In der Tat legte der Deutsche Aktienindex (Dax) am Montag eine wahre Berg- und Talfahrt aufs Parkett. Zwischenzeitliche Verluste von mehr als fünf Prozent wurden kurz nach der Ankündigung einer Waffenruhe im ukrainischen Kriegsgebiet wieder wettgemacht, zum Handelsschluss der Frankfurter Börse verbuchte der Leitindex aber schon wieder ein sattes Minus von mehr als zwei Prozent.
Sein beruflicher Schwerpunkt liege deshalb derzeit eher darin, die aktuellen Verluste an den Kapitalmärkten zu minimieren, so Lannert. Gleichwohl betont er: „Auf lange Sicht kommt bei der Geldanlage in Aktien oder Fonds immer was raus – gerade mit Blick auf das extrem niedrige Zinsniveau.“
Diese Worte, aber auch der seit Jahren andauernde Trend auf dem Geld- und Kapitalmarkt stoßen jedoch insbesondere bei der älteren Generation nach wie vor auf wenig Gegenliebe. Die Anlage in festverzinslichen Wertpapieren oder auf dem Tages- oder Festgeldkonto hat für die risikoscheuen Traditionalisten oftmals weiter Priorität.
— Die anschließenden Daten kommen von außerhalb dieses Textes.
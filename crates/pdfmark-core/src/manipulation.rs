//! Pointer gestures and the geometry of drag, resize and rotate.

use crate::nodes::{AnnotationNode, NodeId};
use crate::selection::{Corner, Edge, HandleFrame, HandleKind};
use kurbo::{Affine, Point, Rect, Size, Vec2};

/// Smallest width or height a resize may produce.
pub const MIN_SIZE: f64 = 1.0;

/// What a pointer press landed on.
#[derive(Debug, Clone, Copy, PartialEq)]
pub enum PressTarget {
    Background,
    Node(NodeId),
    Handle(HandleKind),
}

/// Pointer gesture in progress.
#[derive(Debug, Clone, Default)]
pub enum Gesture {
    #[default]
    Idle,
    /// Button is down but the pointer has not left the click tolerance.
    Pressed { target: PressTarget, start: Point },
    /// Moving one or more nodes.
    Dragging(DragState),
    /// Resizing or rotating through a handle anchor.
    Transforming(ManipulationState),
}

/// State for moving nodes by their position.
#[derive(Debug, Clone)]
pub struct DragState {
    /// Starting point of the drag.
    pub start_point: Point,
    /// Current point of the drag.
    pub current_point: Point,
    /// Original top-left of each moved node.
    pub originals: Vec<(NodeId, Point)>,
}

impl DragState {
    pub fn new(start_point: Point, originals: Vec<(NodeId, Point)>) -> Self {
        Self {
            start_point,
            current_point: start_point,
            originals,
        }
    }

    /// Get the drag delta.
    pub fn delta(&self) -> Vec2 {
        self.current_point - self.start_point
    }

    /// New top-left for every moved node.
    pub fn positions(&self) -> impl Iterator<Item = (NodeId, Point)> + '_ {
        let delta = self.delta();
        self.originals.iter().map(move |&(id, p)| (id, p + delta))
    }
}

/// Original geometry of a node under manipulation.
#[derive(Debug, Clone, Copy, PartialEq)]
pub struct NodeGeometry {
    pub id: NodeId,
    pub bounds: Rect,
    pub rotation: f64,
}

impl NodeGeometry {
    pub fn of(node: &AnnotationNode) -> Self {
        Self {
            id: node.id(),
            bounds: node.bounds(),
            rotation: node.rotation(),
        }
    }
}

/// State of an active handle manipulation.
#[derive(Debug, Clone)]
pub struct ManipulationState {
    /// The anchor being dragged.
    pub handle: HandleKind,
    /// Starting point of the drag.
    pub start_point: Point,
    /// Current point of the drag.
    pub current_point: Point,
    /// Frame of the handle when the gesture began.
    pub frame: HandleFrame,
    /// Whether corner resizes lock the aspect ratio.
    pub keep_ratio: bool,
    /// Geometry of every bound node when the gesture began.
    pub originals: Vec<NodeGeometry>,
}

impl ManipulationState {
    pub fn new(
        handle: HandleKind,
        start_point: Point,
        frame: HandleFrame,
        keep_ratio: bool,
        originals: Vec<NodeGeometry>,
    ) -> Self {
        Self {
            handle,
            start_point,
            current_point: start_point,
            frame,
            keep_ratio,
            originals,
        }
    }

    /// Geometry of every bound node for the current pointer position.
    pub fn targets(&self) -> Vec<NodeGeometry> {
        if self.handle == HandleKind::Rotate {
            let angle = rotation_angle(self.frame.bounds.center(), self.current_point);
            return self
                .originals
                .iter()
                .map(|g| NodeGeometry {
                    rotation: angle,
                    ..*g
                })
                .collect();
        }

        let resized = resize_frame(
            self.frame.bounds,
            self.frame.rotation,
            self.handle,
            self.current_point,
            self.keep_ratio,
        );
        match self.originals.as_slice() {
            [single] => vec![NodeGeometry {
                bounds: resized,
                ..*single
            }],
            many => many
                .iter()
                .map(|g| NodeGeometry {
                    bounds: map_into(g.bounds, self.frame.bounds, resized),
                    ..*g
                })
                .collect(),
        }
    }
}

/// Resize a (possibly rotated) box by dragging one anchor to `pointer`.
///
/// Works in the box's unrotated frame: the pointer is mapped back through
/// the rotation, the anchor's edges follow it, and the new box is placed so
/// the opposite anchor stays fixed on the page. With `keep_ratio`, corner
/// drags scale both axes by the larger of the two factors.
pub fn resize_frame(bounds: Rect, rotation: f64, anchor: HandleKind, pointer: Point, keep_ratio: bool) -> Rect {
    let center = bounds.center();
    let local = Affine::rotate_about(-rotation, center) * pointer;
    let Rect { mut x0, mut y0, mut x1, mut y1 } = bounds;

    let (left, top, right, bottom) = match anchor {
        HandleKind::Corner(Corner::TopLeft) => (true, true, false, false),
        HandleKind::Corner(Corner::TopRight) => (false, true, true, false),
        HandleKind::Corner(Corner::BottomRight) => (false, false, true, true),
        HandleKind::Corner(Corner::BottomLeft) => (true, false, false, true),
        HandleKind::Edge(Edge::Top) => (false, true, false, false),
        HandleKind::Edge(Edge::Right) => (false, false, true, false),
        HandleKind::Edge(Edge::Bottom) => (false, false, false, true),
        HandleKind::Edge(Edge::Left) => (true, false, false, false),
        HandleKind::Rotate => return bounds,
    };
    if left {
        x0 = local.x.min(x1 - MIN_SIZE);
    }
    if right {
        x1 = local.x.max(x0 + MIN_SIZE);
    }
    if top {
        y0 = local.y.min(y1 - MIN_SIZE);
    }
    if bottom {
        y1 = local.y.max(y0 + MIN_SIZE);
    }

    if keep_ratio && anchor.is_corner() && bounds.width() > 0.0 && bounds.height() > 0.0 {
        let scale = ((x1 - x0) / bounds.width()).max((y1 - y0) / bounds.height());
        let size = Size::new(bounds.width() * scale, bounds.height() * scale);
        if left {
            x0 = x1 - size.width;
        } else {
            x1 = x0 + size.width;
        }
        if top {
            y0 = y1 - size.height;
        } else {
            y1 = y0 + size.height;
        }
    }

    let local_box = Rect::new(x0, y0, x1, y1);
    let new_center = Affine::rotate_about(rotation, center) * local_box.center();
    Rect::from_center_size(new_center, local_box.size())
}

/// Place `rect` into `to` the way it sat in `from`, scaling its center
/// offset and its size independently per axis.
pub fn map_into(rect: Rect, from: Rect, to: Rect) -> Rect {
    let sx = if from.width() > 0.0 { to.width() / from.width() } else { 1.0 };
    let sy = if from.height() > 0.0 { to.height() / from.height() } else { 1.0 };
    let offset = rect.center() - from.origin();
    let center = to.origin() + Vec2::new(offset.x * sx, offset.y * sy);
    Rect::from_center_size(center, Size::new(rect.width() * sx, rect.height() * sy))
}

/// Rotation that points a box's top edge at `pointer`; 0 when the pointer is
/// straight above `center`, increasing clockwise on screen.
pub fn rotation_angle(center: Point, pointer: Point) -> f64 {
    let d = pointer - center;
    d.x.atan2(-d.y)
}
Anders sieht es allerdings bei der jüngeren Generation aus, wie eine Analyse des Manager-Magazins vor wenigen Wochen aufzeigte. „2021 ist die Zahl der Aktionäre unter 30 Jahren auf 1,5 Millionen gestiegen“, war dort unter anderem zu lesen. Einer Studie des Deutschen Aktieninstituts (DAI) zufolge gab es allein im vergangenen Jahr in Deutschland etwa 49 000 neue Aktionäre, die jünger als 30 Jahre alt waren. Dieser Trend spiegelt sich auch bei den Volksbanken und Sparkassen wider: Auch deren Bundesverbände meldeten 2021 Hunderttausende neue Fondssparpläne.
Insgesamt haben 2021 etwa zwölf Millionen Menschen ihr Geld in Aktien oder Fonds angelegt. Viele Eltern haben zudem Sparplandepots für ihre minderjährigen Kinder angelegt – und das entsprechende Depot auf den Namen der Kinder angemeldet. Damit handelt laut Manager-Magazin rund jeder Sechste der Deutschen ab 14 Jahren am Aktienmarkt – „der dritthöchste Stand seit 1997“.
Was Experten dabei jedoch überraschte: Die Geldanlage in Aktien bleibt offenbar oft Männersache. „Junge Frauen sind genauso skeptisch wie ihre Mütter“, heißt es.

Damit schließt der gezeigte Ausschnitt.